Write out the lines from the top of the material through the line with "timestamp, a non-positive", exactly and with nothing added.
[Dataset entries Boundary: Start]
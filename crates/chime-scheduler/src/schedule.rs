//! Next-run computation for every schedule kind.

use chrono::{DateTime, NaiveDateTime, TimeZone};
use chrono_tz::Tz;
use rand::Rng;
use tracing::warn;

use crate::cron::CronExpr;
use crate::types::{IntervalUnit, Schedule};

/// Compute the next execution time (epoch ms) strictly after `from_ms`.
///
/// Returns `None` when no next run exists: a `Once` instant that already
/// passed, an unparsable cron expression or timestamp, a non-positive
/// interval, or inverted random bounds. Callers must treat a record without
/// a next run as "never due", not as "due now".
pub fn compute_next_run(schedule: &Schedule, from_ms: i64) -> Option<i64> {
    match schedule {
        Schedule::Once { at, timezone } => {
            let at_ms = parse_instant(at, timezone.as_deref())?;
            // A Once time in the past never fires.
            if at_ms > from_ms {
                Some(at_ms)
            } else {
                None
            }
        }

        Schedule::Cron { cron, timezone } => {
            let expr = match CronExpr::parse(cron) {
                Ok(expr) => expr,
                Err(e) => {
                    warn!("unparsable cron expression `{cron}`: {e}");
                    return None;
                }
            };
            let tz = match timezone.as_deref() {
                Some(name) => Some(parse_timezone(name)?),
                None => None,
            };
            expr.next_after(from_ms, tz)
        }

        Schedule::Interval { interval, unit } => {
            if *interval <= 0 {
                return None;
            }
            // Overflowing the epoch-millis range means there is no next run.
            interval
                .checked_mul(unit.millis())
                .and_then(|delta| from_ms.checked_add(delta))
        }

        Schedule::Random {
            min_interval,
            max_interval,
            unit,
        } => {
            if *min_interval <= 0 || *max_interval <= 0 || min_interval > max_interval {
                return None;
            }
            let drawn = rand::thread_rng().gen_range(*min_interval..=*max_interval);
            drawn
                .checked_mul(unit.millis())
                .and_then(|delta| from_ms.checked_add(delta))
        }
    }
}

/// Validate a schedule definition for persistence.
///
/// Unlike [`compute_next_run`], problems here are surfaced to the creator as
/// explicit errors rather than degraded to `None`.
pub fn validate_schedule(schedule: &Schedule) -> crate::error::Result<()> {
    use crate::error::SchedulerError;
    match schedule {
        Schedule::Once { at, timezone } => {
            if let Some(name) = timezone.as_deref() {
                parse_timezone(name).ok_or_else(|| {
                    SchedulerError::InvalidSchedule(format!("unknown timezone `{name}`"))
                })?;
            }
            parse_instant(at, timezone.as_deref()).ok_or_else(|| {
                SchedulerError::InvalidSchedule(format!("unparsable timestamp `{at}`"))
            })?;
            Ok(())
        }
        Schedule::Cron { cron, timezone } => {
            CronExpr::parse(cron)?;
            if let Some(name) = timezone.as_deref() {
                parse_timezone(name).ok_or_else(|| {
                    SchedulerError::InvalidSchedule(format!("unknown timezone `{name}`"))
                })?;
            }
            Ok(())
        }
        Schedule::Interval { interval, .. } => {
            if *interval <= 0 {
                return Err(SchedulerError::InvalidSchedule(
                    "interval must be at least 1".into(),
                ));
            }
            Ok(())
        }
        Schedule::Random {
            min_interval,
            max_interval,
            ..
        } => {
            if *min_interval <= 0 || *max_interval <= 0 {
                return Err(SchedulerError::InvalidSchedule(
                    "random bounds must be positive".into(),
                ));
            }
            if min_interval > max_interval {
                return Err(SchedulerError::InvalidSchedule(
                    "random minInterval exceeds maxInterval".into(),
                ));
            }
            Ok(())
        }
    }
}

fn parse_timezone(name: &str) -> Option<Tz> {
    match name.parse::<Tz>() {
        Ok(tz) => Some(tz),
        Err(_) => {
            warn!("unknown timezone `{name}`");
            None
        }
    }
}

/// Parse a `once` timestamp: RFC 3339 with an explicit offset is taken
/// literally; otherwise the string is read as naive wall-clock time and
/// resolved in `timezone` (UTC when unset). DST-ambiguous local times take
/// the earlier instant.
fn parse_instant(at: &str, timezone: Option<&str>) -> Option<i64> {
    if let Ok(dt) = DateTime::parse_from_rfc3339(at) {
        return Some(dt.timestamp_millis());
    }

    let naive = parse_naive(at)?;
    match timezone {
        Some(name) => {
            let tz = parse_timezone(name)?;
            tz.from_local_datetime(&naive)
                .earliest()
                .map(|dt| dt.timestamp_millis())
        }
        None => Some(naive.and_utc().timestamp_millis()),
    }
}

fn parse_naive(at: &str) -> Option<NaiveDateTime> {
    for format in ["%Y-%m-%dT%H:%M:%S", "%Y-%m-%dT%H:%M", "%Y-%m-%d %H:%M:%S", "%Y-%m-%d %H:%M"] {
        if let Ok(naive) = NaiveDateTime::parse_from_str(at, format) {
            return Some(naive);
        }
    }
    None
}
[Dataset entries Boundary: End]
*Solution*:
filename crates/chime-scheduler/src/schedule.rs
//! Next-run computation for every schedule kind.

use chrono::{DateTime, NaiveDateTime, TimeZone};
use chrono_tz::Tz;
use rand::Rng;
use tracing::warn;

use crate::cron::CronExpr;
use crate::types::{IntervalUnit, Schedule};

/// Compute the next execution time (epoch ms) strictly after `from_ms`.
///
/// Returns `None` when no next run exists: a `Once` instant that already
/// passed, an unparsable cron expression or timestamp, a non-positive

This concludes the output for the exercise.